The group will help make sure that the security arrangements underpinning smart energy systems are robust, by:  

• developing and maintaining SSES Security documents and guidance documents, which may include CLF security architecture, security requirements and organisational and device-level requirements  
• assessing whether the SSES Security Framework remains proportionate, risk-based and aligned with policy set by the Government and regulatory requirements.
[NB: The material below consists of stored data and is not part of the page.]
//! Movement Controller: the per-ship warp state machine.
//!
//! ```text
//!   Idle --engage--> Warping --arrival--> TurnFinished --blast done--> Idle
//! ```
//!
//! An idle, selected ship turns pointer input into a waypoint. Engaging sends
//! it toward the waypoint at `speed` world units per time unit. On arrival the
//! ship releases a blast scaled by the distance it covered and waits in
//! `TurnFinished` until [`combat`] reports the blast is over.
//!
//! This module also owns the ship's lifetime: [`spawn_ship`] registers the
//! ship and its overlay chrome, [`despawn_ship`] releases all of it.

use glam::Vec2;
use tracing::{debug, info, trace};

use crate::colonize;
use crate::combat;
use crate::entity::{
    Entity, EntityId, EntityInner, EntityTag, MotionState, ShipComponents, Waypoint,
    WaypointDisplay,
};
use crate::event::GameEvent;
use crate::input::InputFrame;
use crate::overlay::{AffordanceAction, Anchor, Placement, Shape, Tint};
use crate::player::PlayerId;
use crate::selection;
use crate::turn;
use crate::world::World;

/// Waypoint line stroke width.
pub const WAYPOINT_LINE_WIDTH: f32 = 4.0;

/// Slack added to the minimum warp range before a remembered waypoint is
/// shown again on selection.
const SHOW_MARGIN: f32 = 0.01;

/// Spawns an idle ship for `owner` at `position` with the configured stats.
///
/// Registers the ship with its owner, creates its hidden selection indicator,
/// range circle and "Warp" button, and scans for colonizable planets.
pub fn spawn_ship(world: &mut World, position: Vec2, owner: PlayerId) -> EntityId {
    let config = &world.config;
    let (radius, min_range) = (config.ship_radius, config.min_warp_range);
    let ship = ShipComponents::new(position, owner).with_stats(
        config.ship_range,
        config.ship_speed,
        radius,
    );
    let id = world.arena.spawn(EntityInner::Ship(ship));
    world.arena.register_ship(owner, id);

    let indicator = world.overlay.add_visual(
        Shape::Circle {
            center: Anchor::Entity(id),
            radius,
        },
        Tint::Green,
        1.0,
        false,
    );
    let range_circle = world.overlay.add_visual(
        Shape::Circle {
            center: Anchor::Entity(id),
            radius: min_range,
        },
        Tint::White,
        1.0,
        false,
    );
    let warp_button =
        world
            .overlay
            .add_affordance("Warp", Placement::Screen, AffordanceAction::Engage(id));

    if let Some(ship) = ship_mut(world, id) {
        ship.selection.indicator = Some(indicator);
        ship.chrome.range_circle = Some(range_circle);
        ship.chrome.warp_button = Some(warp_button);
    }

    world.emit(GameEvent::ShipSpawned {
        ship: id,
        owner,
        position,
    });
    debug!(ship = %id, owner = %owner, ?position, "ship spawned");

    colonize::scan(world, id);
    id
}

/// Removes a ship and every overlay handle it owns, detaching it from its
/// owner. When `explode` is set an explosion is requested at its position.
///
/// Drops the owner from the rotation if this was their last asset.
pub fn despawn_ship(world: &mut World, id: EntityId, explode: bool) {
    if world.selection.selected() == Some(id) {
        selection::clear(world, true);
    }
    remove_waypoint(world, id);
    colonize::clear_candidates(world, id);

    let Some(entity) = world.arena.despawn(id) else {
        return;
    };
    let position = entity.position();
    let Some(ship) = entity.as_ship() else {
        return;
    };
    if let Some(button) = ship.chrome.warp_button {
        world.overlay.remove_affordance(button);
    }
    for visual in ship.chrome.range_circle.into_iter().chain(ship.selection.indicator) {
        world.overlay.remove_visual(visual);
    }

    if explode {
        world.emit(GameEvent::Explosion { position });
    }
    world.emit(GameEvent::ShipDestroyed { ship: id });
    info!(ship = %id, owner = %ship.owner, explode, "ship removed");

    turn::unregister_asset(world, ship.owner, id);
}

/// Sends a ship toward its waypoint.
///
/// Requires the owner to hold the turn, the ship to be idle with a waypoint,
/// and no other ship to be warping or waiting on its blast. Locks the
/// selection until arrival and withdraws pending colonization offers. Returns
/// whether warp was engaged.
pub fn engage(world: &mut World, id: EntityId) -> bool {
    if !world.arena.owner_has_turn(id) {
        debug!(ship = %id, "owner does not hold the turn; engage ignored");
        return false;
    }
    let Some(ship) = ship_ref(world, id) else {
        return false;
    };
    if ship.motion != MotionState::Idle {
        return false;
    }
    let Some(target) = ship.waypoint.as_ref().map(|wp| wp.position) else {
        debug!(ship = %id, "no waypoint; engage ignored");
        return false;
    };
    let from = ship.transform.position;
    if busy_ship(world, id).is_some() {
        debug!(ship = %id, "another ship is mid-turn; engage ignored");
        return false;
    }

    if let Some(ship) = ship_mut(world, id) {
        ship.motion = MotionState::Warping;
        ship.warp_origin = Some(from);
    }
    world.selection.lock(0.0);
    colonize::clear_candidates(world, id);

    world.emit(GameEvent::WarpEngaged {
        ship: id,
        from,
        to: target,
    });
    info!(ship = %id, ?from, to = ?target, "warp engaged");
    true
}

/// Places the ship's waypoint at `position` and shows or hides it.
///
/// Only an idle, selected ship accepts a waypoint. Returns whether the
/// waypoint was set.
pub fn set_waypoint(world: &mut World, id: EntityId, position: Vec2, visible: bool) -> bool {
    let Some(ship) = ship_mut(world, id) else {
        return false;
    };
    if ship.motion != MotionState::Idle || !ship.selection.selected {
        return false;
    }
    let created = ship.waypoint.is_none();
    let waypoint = ship.waypoint.get_or_insert_with(|| Waypoint::new(position));
    let moved = waypoint.reposition(position) || created;
    waypoint.visible = visible;

    if moved {
        world.emit(GameEvent::WaypointPlaced { ship: id, position });
        debug!(ship = %id, ?position, visible, "waypoint placed");
    }
    refresh_waypoint(world, id);
    true
}

/// Shows or hides an existing waypoint without moving it.
pub fn show_waypoint(world: &mut World, id: EntityId, visible: bool) {
    let Some(waypoint) = ship_mut(world, id).and_then(|s| s.waypoint.as_mut()) else {
        return;
    };
    waypoint.visible = visible;
    refresh_waypoint(world, id);
}

/// Destroys the ship's waypoint and its visuals.
pub fn remove_waypoint(world: &mut World, id: EntityId) {
    let Some(waypoint) = ship_mut(world, id).and_then(|s| s.waypoint.take()) else {
        return;
    };
    for visual in waypoint.line.into_iter().chain(waypoint.forecast) {
        world.overlay.remove_visual(visual);
    }
    world.emit(GameEvent::WaypointRemoved { ship: id });
}

/// Advances every warping ship by `dt`, then lets the selected idle ship act
/// on this tick's input.
pub fn tick(world: &mut World, input: &InputFrame, dt: f32) {
    for id in world.arena.ids_with_tag(EntityTag::Ship) {
        if ship_ref(world, id).is_some_and(ShipComponents::is_warping) {
            advance_warp(world, id, dt);
        }
    }

    if let Some(id) = world.selection.selected() {
        if ship_ref(world, id).is_some_and(|s| s.motion == MotionState::Idle) {
            handle_input(world, id, input);
        }
    }

    // Recolor shown waypoints; turn ownership may have changed this tick.
    let shown: Vec<EntityId> = world
        .arena
        .entities_sorted()
        .filter(|e| {
            e.as_ship()
                .and_then(|s| s.waypoint.as_ref())
                .is_some_and(|wp| wp.visible)
        })
        .map(Entity::id)
        .collect();
    for id in shown {
        refresh_waypoint(world, id);
    }
}

fn advance_warp(world: &mut World, id: EntityId, dt: f32) {
    let tolerance = world.config.arrival_tolerance_sq;
    let Some(ship) = ship_mut(world, id) else {
        return;
    };
    let Some(target) = ship.waypoint.as_ref().map(|wp| wp.position) else {
        // Lost its waypoint mid-flight; land where it is.
        drop_out_of_warp(world, id);
        return;
    };

    let remaining = target - ship.transform.position;
    if remaining.length_squared() > tolerance {
        let step = remaining.normalize() * ship.speed * dt;
        let movement = if step.length_squared() > remaining.length_squared() {
            remaining
        } else {
            step
        };
        ship.transform.position += movement;
        trace!(ship = %id, position = ?ship.transform.position, "warping");
        world.arena.update_spatial(id);
    }

    let arrived = ship_ref(world, id)
        .is_some_and(|s| (target - s.transform.position).length_squared() <= tolerance);
    if arrived {
        drop_out_of_warp(world, id);
    }
}
//! Typed game events for presentation and telemetry.
//!
//! The core records what happened during a tick as [`GameEvent`]s. The
//! presentation layer drains them to spawn or destroy ship, waypoint and blast
//! instances, play explosions and show turn text. Events never feed back into
//! simulation state.

use glam::Vec2;
use serde::{Deserialize, Serialize};

use crate::entity::EntityId;
use crate::player::PlayerId;

/// Something that happened during a tick.
#[derive(Debug, Clone, PartialEq, Serialize, Deserialize)]
pub enum GameEvent {
    /// A player's turn began.
    TurnStarted {
        /// Player now holding the turn
        player: PlayerId,
        /// Display name, for the turn banner
        name: String,
    },
    /// A player was removed from the rotation.
    PlayerEliminated {
        /// Eliminated player
        player: PlayerId,
    },
    /// Only one player is left in the rotation.
    SoleSurvivor {
        /// Remaining player
        player: PlayerId,
    },
    /// No players remain; the match is over.
    RotationEmpty,
    /// An entity became the selection.
    Selected {
        /// Selected entity
        entity: EntityId,
    },
    /// An entity stopped being the selection.
    Deselected {
        /// Deselected entity
        entity: EntityId,
    },
    /// A ship instance should be created.
    ShipSpawned {
        /// New ship
        ship: EntityId,
        /// Owner
        owner: PlayerId,
        /// Spawn position
        position: Vec2,
    },
    /// A planet instance should be created.
    PlanetSpawned {
        /// New planet
        planet: EntityId,
        /// Position
        position: Vec2,
    },
    /// A waypoint instance should exist at `position`.
    WaypointPlaced {
        /// Ship owning the waypoint
        ship: EntityId,
        /// Waypoint position
        position: Vec2,
    },
    /// A ship's waypoint instance should be removed.
    WaypointRemoved {
        /// Ship that owned the waypoint
        ship: EntityId,
    },
    /// A ship entered warp.
    WarpEngaged {
        /// Warping ship
        ship: EntityId,
        /// Position warp started from
        from: Vec2,
        /// Destination
        to: Vec2,
    },
    /// A ship dropped out of warp.
    Arrived {
        /// Arriving ship
        ship: EntityId,
        /// Distance covered
        distance: f32,
    },
    /// A blast-effect instance should be created.
    BlastSpawned {
        /// New blast
        blast: EntityId,
        /// Ship that caused it
        creator: EntityId,
        /// Blast center
        origin: Vec2,
        /// Radius at which the blast completes
        reach: f32,
    },
    /// A blast-effect instance should be removed.
    BlastFinished {
        /// Finished blast
        blast: EntityId,
    },
    /// A blast hit an entity.
    Damaged {
        /// Entity that was hit
        target: EntityId,
        /// Entity credited with the hit
        attacker: EntityId,
    },
    /// An explosion effect should play.
    Explosion {
        /// Where to play it
        position: Vec2,
    },
    /// A ship instance should be removed.
    ShipDestroyed {
        /// Destroyed ship
        ship: EntityId,
    },
    /// A planet instance should be removed.
    PlanetDestroyed {
        /// Destroyed planet
        planet: EntityId,
    },
    /// A planet changed hands through colonization.
    Colonized {
        /// Colonized planet
        planet: EntityId,
        /// New owner
        owner: PlayerId,
        /// Ship consumed by the colonization
        ship: EntityId,
    },
    /// A planet traded its population for ships.
    ShipsBuilt {
        /// Building planet
        planet: EntityId,
        /// Ships created
        ships: Vec<EntityId>,
    },
}

/// Ordered log of events recorded since the last drain.
#[derive(Debug, Clone, Default)]
pub struct EventLog {
    events: Vec<GameEvent>,
}

impl EventLog {
    /// Creates an empty log.
    #[must_use]
    pub fn new() -> Self {
        Self::default()
    }

    /// Appends an event.
    pub fn push(&mut self, event: GameEvent) {
        self.events.push(event);
    }

    /// Drains and returns all recorded events in the order they happened.
    pub fn take_events(&mut self) -> Vec<GameEvent> {
        std::mem::take(&mut self.events)
    }

    /// Returns the recorded events without draining them.
    #[must_use]
    pub fn events(&self) -> &[GameEvent] {
        &self.events
    }

    /// Returns the number of events currently in the log.
    #[must_use]
    pub fn len(&self) -> usize {
        self.events.len()
    }

    /// Returns true if the event log is empty.
    #[must_use]
    pub fn is_empty(&self) -> bool {
        self.events.is_empty()
    }
}
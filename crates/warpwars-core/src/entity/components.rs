//! Component structs for entity types.
//!
//! The component structs hold all state for a particular entity type. Handles
//! into the [`Overlay`](crate::overlay::Overlay) (visual and affordance ids)
//! are stored next to the state they present, so tearing an entity down can
//! release everything it registered.

use std::collections::BTreeSet;

use glam::Vec2;
use serde::{Deserialize, Serialize};

use crate::combat::{Damageable, HitOutcome};
use crate::entity::EntityId;
use crate::overlay::{AffordanceId, VisualId};
use crate::player::PlayerId;
use crate::selection::Selectable;

/// Tolerance for deciding whether a waypoint actually moved.
///
/// Repositioning by less than this (in world units) leaves the waypoint clean,
/// so dependent visuals are not rebuilt for sub-pixel jitter.
pub const POSITION_EPSILON: f32 = 1e-3;

/// Position and orientation on the playing plane.
#[derive(Debug, Clone, Copy, PartialEq, Default, Serialize, Deserialize)]
pub struct TransformState {
    /// World position
    pub position: Vec2,
    /// Heading in radians (counter-clockwise from +X)
    pub heading: f32,
}

impl TransformState {
    /// Creates a transform at the given position and heading.
    #[must_use]
    pub const fn new(position: Vec2, heading: f32) -> Self {
        Self { position, heading }
    }

    /// Unit vector the entity is facing.
    #[must_use]
    pub fn forward(&self) -> Vec2 {
        Vec2::from_angle(self.heading)
    }

    /// Turns to face a world point. Facing the current position is a no-op.
    pub fn look_at(&mut self, target: Vec2) {
        let delta = target - self.position;
        if delta.length_squared() > POSITION_EPSILON * POSITION_EPSILON {
            self.heading = delta.y.atan2(delta.x);
        }
    }
}

/// Warp state machine of a ship.
#[derive(Debug, Copy, Clone, PartialEq, Eq, Default, Hash, Serialize, Deserialize)]
pub enum MotionState {
    /// Accepting orders
    #[default]
    Idle,
    /// Travelling to the waypoint
    Warping,
    /// Arrived; waiting for its blast to finish
    TurnFinished,
}

/// How a waypoint should be colored.
#[derive(Debug, Copy, Clone, PartialEq, Eq, Hash, Serialize, Deserialize)]
pub enum WaypointDisplay {
    /// Owner holds the turn and the target is within the ship's range
    InRange,
    /// Owner holds the turn and the target is beyond the ship's range
    OutOfRange,
    /// Owner does not hold the turn
    Hostile,
}

impl WaypointDisplay {
    /// Classifies a waypoint at `distance` from a ship with `range`.
    #[must_use]
    pub fn classify(owner_has_turn: bool, distance: f32, range: f32) -> Self {
        if !owner_has_turn {
            Self::Hostile
        } else if distance > range {
            Self::OutOfRange
        } else {
            Self::InRange
        }
    }
}

/// The single pending warp destination of a ship.
#[derive(Debug, Clone, PartialEq, Serialize, Deserialize)]
pub struct Waypoint {
    /// Target position
    pub position: Vec2,
    /// Whether the waypoint is shown
    pub visible: bool,
    /// Derived display state
    pub display: WaypointDisplay,
    /// Line from the ship to the waypoint
    pub line: Option<VisualId>,
    /// Blast forecast drawn at the waypoint
    pub forecast: Option<VisualId>,
    /// Set when the position changed since visuals were last rebuilt
    pub dirty: bool,
}

impl Waypoint {
    /// Creates a hidden waypoint at `position`.
    #[must_use]
    pub fn new(position: Vec2) -> Self {
        Self {
            position,
            visible: false,
            display: WaypointDisplay::InRange,
            line: None,
            forecast: None,
            dirty: true,
        }
    }

    /// Moves the waypoint, marking it dirty if it moved more than
    /// [`POSITION_EPSILON`]. Returns whether it moved.
    pub fn reposition(&mut self, position: Vec2) -> bool {
        if self.position.distance_squared(position) > POSITION_EPSILON * POSITION_EPSILON {
            self.position = position;
            self.dirty = true;
            true
        } else {
            false
        }
    }
}

/// A colonization offer from a ship to a nearby planet.
#[derive(Debug, Clone, PartialEq, Serialize, Deserialize)]
pub struct ColonyTarget {
    /// Candidate planet
    pub planet: EntityId,
    /// Line from the ship to the planet
    pub line: VisualId,
    /// "Colonize" button below the planet
    pub button: AffordanceId,
}

/// Selection flag plus the indicator shown while selected.
#[derive(Debug, Clone, Copy, PartialEq, Default, Serialize, Deserialize)]
pub struct SelectionMarker {
    /// Whether the entity is currently selected
    pub selected: bool,
    /// Indicator visual shown while selected
    pub indicator: Option<VisualId>,
}

/// Overlay handles a ship owns for its whole lifetime.
#[derive(Debug, Clone, PartialEq, Default, Serialize, Deserialize)]
pub struct ShipChrome {
    /// Screen-fixed "Warp" button
    pub warp_button: Option<AffordanceId>,
    /// Circle of the minimum unescorted range
    pub range_circle: Option<VisualId>,
    /// Reticules over highlighted colonization candidates
    pub reticules: Vec<VisualId>,
}

/// Components for Ship entities.
#[derive(Debug, Clone, PartialEq, Serialize, Deserialize)]
pub struct ShipComponents {
    /// Position and heading
    pub transform: TransformState,
    /// Owning player
    pub owner: PlayerId,
    /// Distance the ship can warp while staying "in range"
    pub range: f32,
    /// Warp speed in world units per time unit
    pub speed: f32,
    /// Collision footprint radius
    pub radius: f32,
    /// Warp state machine
    pub motion: MotionState,
    /// Position recorded when warp was engaged
    pub warp_origin: Option<Vec2>,
    /// Pending destination, at most one
    pub waypoint: Option<Waypoint>,
    /// Current colonization candidates
    pub colony_targets: Vec<ColonyTarget>,
    /// Selection state
    pub selection: SelectionMarker,
    /// Overlay handles owned by the ship
    pub chrome: ShipChrome,
}

impl ShipComponents {
    /// Creates an idle ship at `position` owned by `owner`, with unit stats.
    #[must_use]
    pub fn new(position: Vec2, owner: PlayerId) -> Self {
        Self {
            transform: TransformState::new(position, 0.0),
            owner,
            range: 1.0,
            speed: 1.0,
            radius: 1.0,
            motion: MotionState::Idle,
            warp_origin: None,
            waypoint: None,
            colony_targets: Vec::new(),
            selection: SelectionMarker::default(),
            chrome: ShipChrome::default(),
        }
    }

    /// Sets range, speed and footprint radius.
    #[must_use]
    pub fn with_stats(mut self, range: f32, speed: f32, radius: f32) -> Self {
        self.range = range;
        self.speed = speed;
        self.radius = radius;
        self
    }

    /// Returns `true` while travelling.
    #[must_use]
    pub fn is_warping(&self) -> bool {
        self.motion == MotionState::Warping
    }

    /// Returns whether `point` lies inside the ship's footprint.
    #[must_use]
    pub fn contains(&self, point: Vec2) -> bool {
        self.transform.position.distance_squared(point) <= self.radius * self.radius
    }
}

impl Selectable for ShipComponents {
    fn is_selected(&self) -> bool {
        self.selection.selected
    }

    fn set_selected(&mut self, selected: bool) {
        self.selection.selected = selected;
    }

    fn indicator(&self) -> Option<VisualId> {
        self.selection.indicator
    }

    // Clicking away from a selected ship places its waypoint instead.
    fn deselects_on_click_away(&self) -> bool {
        false
    }
}

impl Damageable for ShipComponents {
    fn take_hit(&mut self, own_id: EntityId, attacker: EntityId) -> HitOutcome {
        if attacker == own_id {
            HitOutcome::Ignored
        } else {
            HitOutcome::Destroyed
        }
    }
}

/// Components for Planet entities.
///
/// # Invariants
///
/// `population <= health` at all times.
#[derive(Debug, Clone, PartialEq, Serialize, Deserialize)]
pub struct PlanetComponents {
    /// Position (planets do not move)
    pub transform: TransformState,
    /// Owning player, `None` until colonized
    pub owner: Option<PlayerId>,
    /// Remaining hits before the planet is destroyed
    pub health: u32,
    /// Population, capped by health
    pub population: u32,
    /// Collision footprint radius
    pub radius: f32,
    /// Selection state
    pub selection: SelectionMarker,
    /// "Build Ship" button
    pub build_button: Option<AffordanceId>,
}

impl PlanetComponents {
    /// Creates an unowned, unpopulated planet.
    #[must_use]
    pub fn new(position: Vec2, health: u32) -> Self {
        Self {
            transform: TransformState::new(position, 0.0),
            owner: None,
            health,
            population: 0,
            radius: 1.0,
            selection: SelectionMarker::default(),
            build_button: None,
        }
    }

    /// Sets the footprint radius.
    #[must_use]
    pub fn with_radius(mut self, radius: f32) -> Self {
        self.radius = radius;
        self
    }

    /// Sets the population, clamped to health.
    #[must_use]
    pub fn with_population(mut self, population: u32) -> Self {
        self.population = population.min(self.health);
        self
    }

    /// A planet can be colonized only while nobody lives on it.
    #[must_use]
    pub const fn can_colonize(&self) -> bool {
        self.population == 0
    }
}

impl Selectable for PlanetComponents {
    fn is_selected(&self) -> bool {
        self.selection.selected
    }

    fn set_selected(&mut self, selected: bool) {
        self.selection.selected = selected;
    }

    fn indicator(&self) -> Option<VisualId> {
        self.selection.indicator
    }
}

impl Damageable for PlanetComponents {
    fn take_hit(&mut self, _own_id: EntityId, _attacker: EntityId) -> HitOutcome {
        self.health = self.health.saturating_sub(1);
        if self.health == 0 {
            HitOutcome::Destroyed
        } else {
            self.population = self.population.min(self.health);
            HitOutcome::Wounded {
                health: self.health,
            }
        }
    }
}

/// Components for Blast entities.
#[derive(Debug, Clone, PartialEq, Serialize, Deserialize)]
pub struct BlastComponents {
    /// Center of the blast
    pub origin: Vec2,
    /// Unit facing; hits land in the cone ahead of the blast
    pub forward: Vec2,
    /// Entity that caused the blast (never damaged by it)
    pub creator: EntityId,
    /// Radius at which the blast completes
    pub reach: f32,
    /// Current radius
    pub radius: f32,
    /// Entities already hit by this blast
    pub struck: BTreeSet<EntityId>,
}

impl BlastComponents {
    /// Creates a zero-radius blast.
    #[must_use]
    pub fn new(origin: Vec2, forward: Vec2, creator: EntityId, reach: f32) -> Self {
        Self {
            origin,
            forward: unit_or_x(forward),
            creator,
            reach,
            radius: 0.0,
            struck: BTreeSet::new(),
        }
    }

    /// Returns `true` once the radius reached the target reach.
    #[must_use]
    pub fn is_complete(&self) -> bool {
        self.radius >= self.reach
    }
}

fn unit_or_x(v: Vec2) -> Vec2 {
    let unit = v.normalize_or_zero();
    if unit == Vec2::ZERO {
        Vec2::X
    } else {
        unit
    }
}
As well as periodically review the SSES Security Framework against the SSES Objectives  
• monitoring the CLF ecosystem and landscape and updating security requirements, or proposing updates to DESNZ/Ofgem-owned documentation where appropriate
• supporting Ofgem with assessing the cyber security evidence provided as part of load control licence applications, as well as ad hoc cyber security advice and support to the sector, DESNZ and Ofgem
• supporting Ofgem with the monitoring, compliance and assurance regime for organisations in scope of the load control licence
• monitoring grid stability developments and producing any supplementary guidance to support licencees
• preparing a confidential annual State of the sub-Sector report for CLF, to feed into Ofgem’s wider STate of the Sector report
• establishing and overseeing sub–groups to explore specific issues in more detail or to support wider engagement with expert stakeholders. 

The group will bring together technical expertise from across the sector, including representatives from:   

The group will be led by an independent Chair, to ensure discussions are well-run, balanced and evidence based. Initially, the group will be chaired by a Government-appointed chair to support continuity from the existing working group to the SGG.  

Elexon does not make security policy decisions but enables the group to operate effectively within the agreed Governance Framework, supporting the Government and Ofgem on security considerations regarding ESAs and LCs.   

Candidates must be experienced cyber security professionals with the capacity, expertise and skills needed to fulfil the duties and functions of the SGG.  Members will assist with:  

• Monitoring the CLF ecosystem and landscape and updating security requirements, or proposing updates to DESNZ or Ofgem owned documentation where appropriate
• Maintaining Threat and Risk Assessments and Systems-Theoretic Process Analysis Systems-Theoretic Process Analysis documents
• Maintaining Trust Modelling and CLF Security Architecture documents
• Supporting development of Cyber Assessment Framework and proposing changes to DESNZ or Ofgem where appropriate
• Developing accompanying guidance alongside organisational and device requirements
• Supporting Ofgem with assessing the cyber security evidence provided as part of load control licence applications
• Supporting Ofgem with the monitoring and compliance regime for organisations in scope of the load control licence
• Producing an annual State of the sub-Sector report for CLF, to feed into Ofgem’s wider State of the Sector report
• Monitoring grid stability developments and producing any supplementary guidance to support licensees
• Providing ad hoc cyber security advice and support to the sector, DESNZ and regulators where appropriate.

Desirable skills and experience include:

• technical expertise – strong understanding of ESAs, security standards, cyber security measures, interoperability and governance frameworks; understanding of how flexibility markets and distributed energy resources impact network security and operational resilience; experience in risk, threat and architecture assessments; and deep experience of the sector for which the nomination relates (Load Control, Flexibility Service Provider (within the load control category), ESA Provider, Distribution Company).
• stakeholder engagement skills – good communicator with proven ability to collaborate in multi stakeholder environments and work towards consensus
• governance and analytical skills – ability to exercise sound judgement and evidence-led reasoning when assessing potential changes to security frameworks.